Poder Judiciário Federal

Justiça do Trabalho

3ª Vara do Trabalho de Manaus

 

 

 

Manaus, 27 de novembro de 2013 às 14h15.

Processo n. 0010248.34.2013.5.11.0003

Reclamante:   RAIMUNDO VANDERLEI MILEO DOS SANTOS 

Reclamada:    PROEN PROJETOS ENGENHARIA COMÉRCIO E MONTAGENS LTDA

Litisconsorte: PETRÓLEO BRASILEIRO S/A - PETROBRAS

Rito: Ordinário

 

 

S E N T E N Ç A

 

 

I – RELATÓRIO

 

RAIMUNDO VANDERLEI MILEO DOS SANTOS, qualificado nos autos, ajuizou reclamatória trabalhista contra PROEN PROJETOS ENGENHARIA COMÉRCIO E MONTAGENS LTDA. e contra PETRÓLEO BRASILEIRO S/A – PETROBRAS, este último na qualidade de litisconsorte, aduzindo haver trabalhado de 05.03.2012 a 24.01.2013 na função de eletricista de força de controle. Disse que quando de sua dispensa somente conseguiu sacar o valor do FGTS depositado, porque o Sindicato homologou com ressalva o TRCT e que no dia 14.01.2013 a reclamada pagou (depositou na conta) 60% do salário de dezembro de 2012; que só foi pago o adiantamento do 13º salário, mas a segunda parcela até hoje permanece impaga.
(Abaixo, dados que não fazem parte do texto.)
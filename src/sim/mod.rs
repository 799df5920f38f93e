//! Deterministic simulation module
//!
//! All gameplay logic lives here. This module must be pure and deterministic:
//! - Progress derived from elapsed time only
//! - Positions compared at 3 decimal places
//! - Stable iteration order (by entity name)
//! - No rendering or platform dependencies

pub mod geometry;
pub mod launch;
pub mod perspective;
pub mod resolution;
pub mod state;

pub use geometry::{CellKey, is_cell_center, is_out_of_bounds, next_cell, snap_to_axis};
pub use launch::{LaunchOutcome, LaunchSimulation, LaunchStatus, SphereOutcome, StopReason};
pub use perspective::{Perspective, StepStatus};
pub use resolution::{Verdict, resolve, triggered_dialogs};
pub use state::{GameEvent, GamePhase, Layout, LinkedPortals, Move, SceneSnapshot, Solution};
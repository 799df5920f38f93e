//! Perspective on the Vortex headless runner
//!
//! Replays a move list against one puzzle and reports the outcome:
//!
//! ```text
//! perspective-vortex worlds/tutorial.json 2 launch rotate:157,0 rotate:0,-157 launch
//! ```

#[cfg(not(target_arch = "wasm32"))]
mod runner {
    use std::path::PathBuf;

    use anyhow::{Context, Result};
    use clap::Parser;

    use perspective_vortex::persistence::SolutionStore;
    use perspective_vortex::progress::{WorldProgress, next_world};
    use perspective_vortex::sim::{GameEvent, Perspective, StepStatus, Verdict};
    use perspective_vortex::{MoveBand, Settings, World, score_to_stars};

    /// Fixed frame time for replayed launches (seconds)
    const FRAME_DT: f32 = 1.0 / 60.0;

    /// Replay a move list against one puzzle
    #[derive(Parser, Debug)]
    #[command(name = "perspective-vortex")]
    #[command(about = "Rotate the cube, launch the ship: replay a puzzle headless")]
    pub struct Args {
        /// World definition (JSON)
        pub world: PathBuf,

        /// Puzzle number within the world, starting at 1
        pub puzzle: usize,

        /// Moves in order: `launch` or `rotate:<dx>,<dy>` (drag, then snap)
        #[arg(value_parser = parse_command)]
        pub moves: Vec<Command>,

        /// Settings file; defaults apply when missing
        #[arg(long, env = "PERSPECTIVE_SETTINGS")]
        pub settings: Option<PathBuf>,

        /// Solution store directory; a winning replay is saved here
        #[arg(long, env = "PERSPECTIVE_SOLUTIONS")]
        pub solutions: Option<PathBuf>,
    }

    /// One replayed input
    #[derive(Debug, Clone, Copy, PartialEq)]
    pub enum Command {
        Launch,
        /// Drag by (dx, dy), then snap
        Rotate(f32, f32),
    }

    fn parse_command(s: &str) -> Result<Command, String> {
        if s == "launch" {
            return Ok(Command::Launch);
        }
        let (dx, dy) = s
            .strip_prefix("rotate:")
            .and_then(|deltas| deltas.split_once(','))
            .ok_or_else(|| format!("expected `launch` or `rotate:<dx>,<dy>`, got {s}"))?;
        let dx = dx.trim().parse().map_err(|e| format!("bad dx in {s}: {e}"))?;
        let dy = dy.trim().parse().map_err(|e| format!("bad dy in {s}: {e}"))?;
        Ok(Command::Rotate(dx, dy))
    }

    pub fn run(args: Args) -> Result<()> {
        let settings = args.settings.map(Settings::load).unwrap_or_default();
        let world = World::load(&args.world)
            .with_context(|| format!("loading {}", args.world.display()))?;
        let puzzle = world.puzzle(args.puzzle)?;
        log::info!(
            "World '{}' puzzle {}/{}: {}",
            world.name,
            args.puzzle,
            world.puzzle_count(),
            puzzle.description
        );
        log::info!("Outline: {}", settings.effective_outline(&world));

        let mut perspective = Perspective::new(world.size, settings);
        perspective.import_puzzle(puzzle)?;

        let mut verdict = None;
        for command in args.moves {
            if perspective.is_game_over() {
                log::warn!("Game over; ignoring remaining moves");
                break;
            }
            match command {
                Command::Rotate(dx, dy) => {
                    perspective.rotate(dx, dy);
                    perspective.rotate_to_axis()?;
                }
                Command::Launch => {
                    if !perspective.launch()? {
                        log::warn!("Launch ignored in {:?}", perspective.phase());
                        continue;
                    }
                    verdict = Some(replay_launch(&mut perspective));
                }
            }
            report(perspective.drain_events());
        }

        let score = perspective.solution().score;
        let target = puzzle.target;
        let band = MoveBand::classify(score, target);
        println!("moves: {score} (target {target}, {})", band.colour());

        match verdict {
            Some(Verdict::Won) => {
                println!("won: {} stars", score_to_stars(score, target));
                if let Some(root) = args.solutions {
                    let store = SolutionStore::new(root);
                    let hash = puzzle.content_hash()?;
                    if store
                        .save_if_better(&world.name, &hash, perspective.solution())
                        .context("saving solution")?
                    {
                        println!("new best saved");
                    }
                    let progress = WorldProgress::load(&world, &store);
                    println!(
                        "progress: {}/{} stars{}",
                        progress.total_stars(),
                        progress.max_stars(),
                        if progress.is_complete() {
                            format!(", next world '{}'", next_world(&world.name))
                        } else {
                            String::new()
                        }
                    );
                }
            }
            Some(Verdict::Lost) => println!("lost"),
            Some(Verdict::Continue { .. }) | None => println!("unsolved"),
        }
        Ok(())
    }

    fn replay_launch(perspective: &mut Perspective) -> Verdict {
        loop {
            match perspective.advance(FRAME_DT) {
                StepStatus::Completed(verdict) => return verdict,
                StepStatus::InProgress => {}
                StepStatus::Idle => {
                    return perspective
                        .complete_launch()
                        .unwrap_or(Verdict::Continue { dialogs: Vec::new() });
                }
            }
        }
    }

    fn report(events: Vec<GameEvent>) {
        for event in events {
            match event {
                GameEvent::BlockHit { sphere, block } => println!("{sphere} hit {block}"),
                GameEvent::SphereHit { sphere, other } => println!("{sphere} stopped by {other}"),
                GameEvent::PortalTraversed { sphere, from, to } => println!(
                    "{sphere} portal ({},{},{}) -> ({},{},{})",
                    from.x, from.y, from.z, to.x, to.y, to.z
                ),
                GameEvent::OutlineCrossed { sphere } => println!("{sphere} left the outline"),
                GameEvent::DialogsReady(names) => println!("dialogs: {}", names.join(", ")),
                other => log::debug!("{other:?}"),
            }
        }
    }

}

#[cfg(not(target_arch = "wasm32"))]
fn main() -> anyhow::Result<()> {
    use clap::Parser;

    env_logger::Builder::from_env(env_logger::Env::default().default_filter_or("info")).init();
    runner::run(runner::Args::parse())
}

#[cfg(target_arch = "wasm32")]
fn main() {
    // The library is embedded by a host on the web; there is no CLI there
}
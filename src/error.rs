//! Error taxonomy
//!
//! - Data errors (`WorldError`): malformed world or puzzle, fail at load/import
//! - Geometry errors (`PerspectiveError`): launch rejected, state untouched
//! - I/O errors (`PersistenceError`): only surfaced when saving

use std::path::PathBuf;

/// Malformed or unreadable world/puzzle data
#[derive(Debug, thiserror::Error)]
pub enum WorldError {
    #[error("failed to read world: {0}")]
    Io(#[from] std::io::Error),

    #[error("failed to parse world: {0}")]
    Parse(#[from] serde_json::Error),

    #[error("element '{element}' has unknown kind '{kind}'")]
    UnknownElementKind { element: String, kind: String },

    #[error("element '{element}' has no location")]
    MissingLocation { element: String },

    #[error("puzzle declares {count} portals; portals must come in pairs")]
    OddPortalCount { count: usize },

    #[error("puzzle {index} out of range (world has {count})")]
    PuzzleIndex { index: usize, count: usize },

    #[error("world size must be positive")]
    InvalidSize,
}

/// An action on the perspective that did not complete
#[derive(Debug, thiserror::Error)]
pub enum PerspectiveError {
    #[error("main rotation is not invertible")]
    SingularRotation,

    #[error("launch axis {0:?} is not a face normal")]
    InvalidLaunchAxis([f32; 3]),

    #[error("no puzzle imported")]
    NoPuzzle,

    #[error(transparent)]
    World(#[from] WorldError),
}

/// Solution store failures
#[derive(Debug, thiserror::Error)]
pub enum PersistenceError {
    #[error("solution store I/O: {0}")]
    Io(#[from] std::io::Error),

    #[error("failed to encode solution: {0}")]
    Serialize(#[from] serde_json::Error),

    #[error("solution record {} failed integrity check", path.display())]
    Corrupt { path: PathBuf },

    #[error("unsupported solution record version {found}")]
    Version { found: u32 },

    #[error("'{key}' is not a valid solution store key")]
    InvalidKey { key: String },
}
Aduziu cumprir jornada das 07h às 16:48h, de 2ª a quinta e sexta das 7h às 18h, com intervalo de uma hora, mas sem os dois intervalos de 15 minutos em cada turno, previsto na cláusula 54 CCT, com folga semanal aos sábados e domingos; disse,. também, que existe diferença de FGTS, pois a empresa reclamada só depositou até novembro de 2012, faltando, portanto, o recolhimento do FGTS do mês de dezembro de 2012 e mais sobre os 24 dias do saldo de salários de janeiro/2013 + 40%. Sustenta fazer jus a prêmio por gestão em SMS (Segurança, Meio-ambiente e Saúde), conforme contrato firmado entre reclamada e litisconsorte; que os adiantamentos quinzenais eram pagos com atraso, assim como também a segunda parcela do 13º salário se submete à multa diária prevista em convenção coletiva. Pretendeu, pois, o pagamento de verbas rescisórias, FGTS, horas extras e reflexos, prêmio por gestão em SMS, multas dos artigos 477 e 467 da CLT, indenização de cesta básica, danos morais, honorários advocatícios.

 

A reclamada, apesar de devidamente notificada, se quedou inerte, não comparecendo à audiência de conciliação e instrução. Assim, foi considerada revel e confessa quanto à matéria de fato.

 

A litisconsorte contestou a ação aduzindo preliminarmente a ilegitimidade passiva, a impossibilidade jurídica do pedido e a irresponsabilidade solidária ou subsidiária da litisconsorte pelo adimplemento das obrigações trabalhista da reclamante. No mérito, alegou ser incabível sua condenação com esteio na Súmula 331 do TST diante da não comprovação de insolvência da reclamada e que a terceirização se deu de forma lícita. Quanto às Horas Extras Intrajornada, disse que eram concedidos, sim, intervalos para refeição e repouso na proporção de 1 hora diária fiscalizados pela contestante. A Litisconsorte também impugnou as alegações do Reclamante de que fazia as horas extras requeridas, uma vez que este não era seu empregado e esta jamais controlou a sua jornada. Aduziu ainda que o reclamante não comprovou a negligência da Petrobras na contratação e execução do contrato que manteve junto à reclamada, não podendo responder de forma subsidiária no presente feito. Por fim, havendo condenação, requereu fossem afastadas as condenações de cunho personalíssimo e punitivo, especialmente multas dos arts. 477/467 da CLT e multa de 40% do FGTS, e devendo ser procedidas as compensações e deduções devidas.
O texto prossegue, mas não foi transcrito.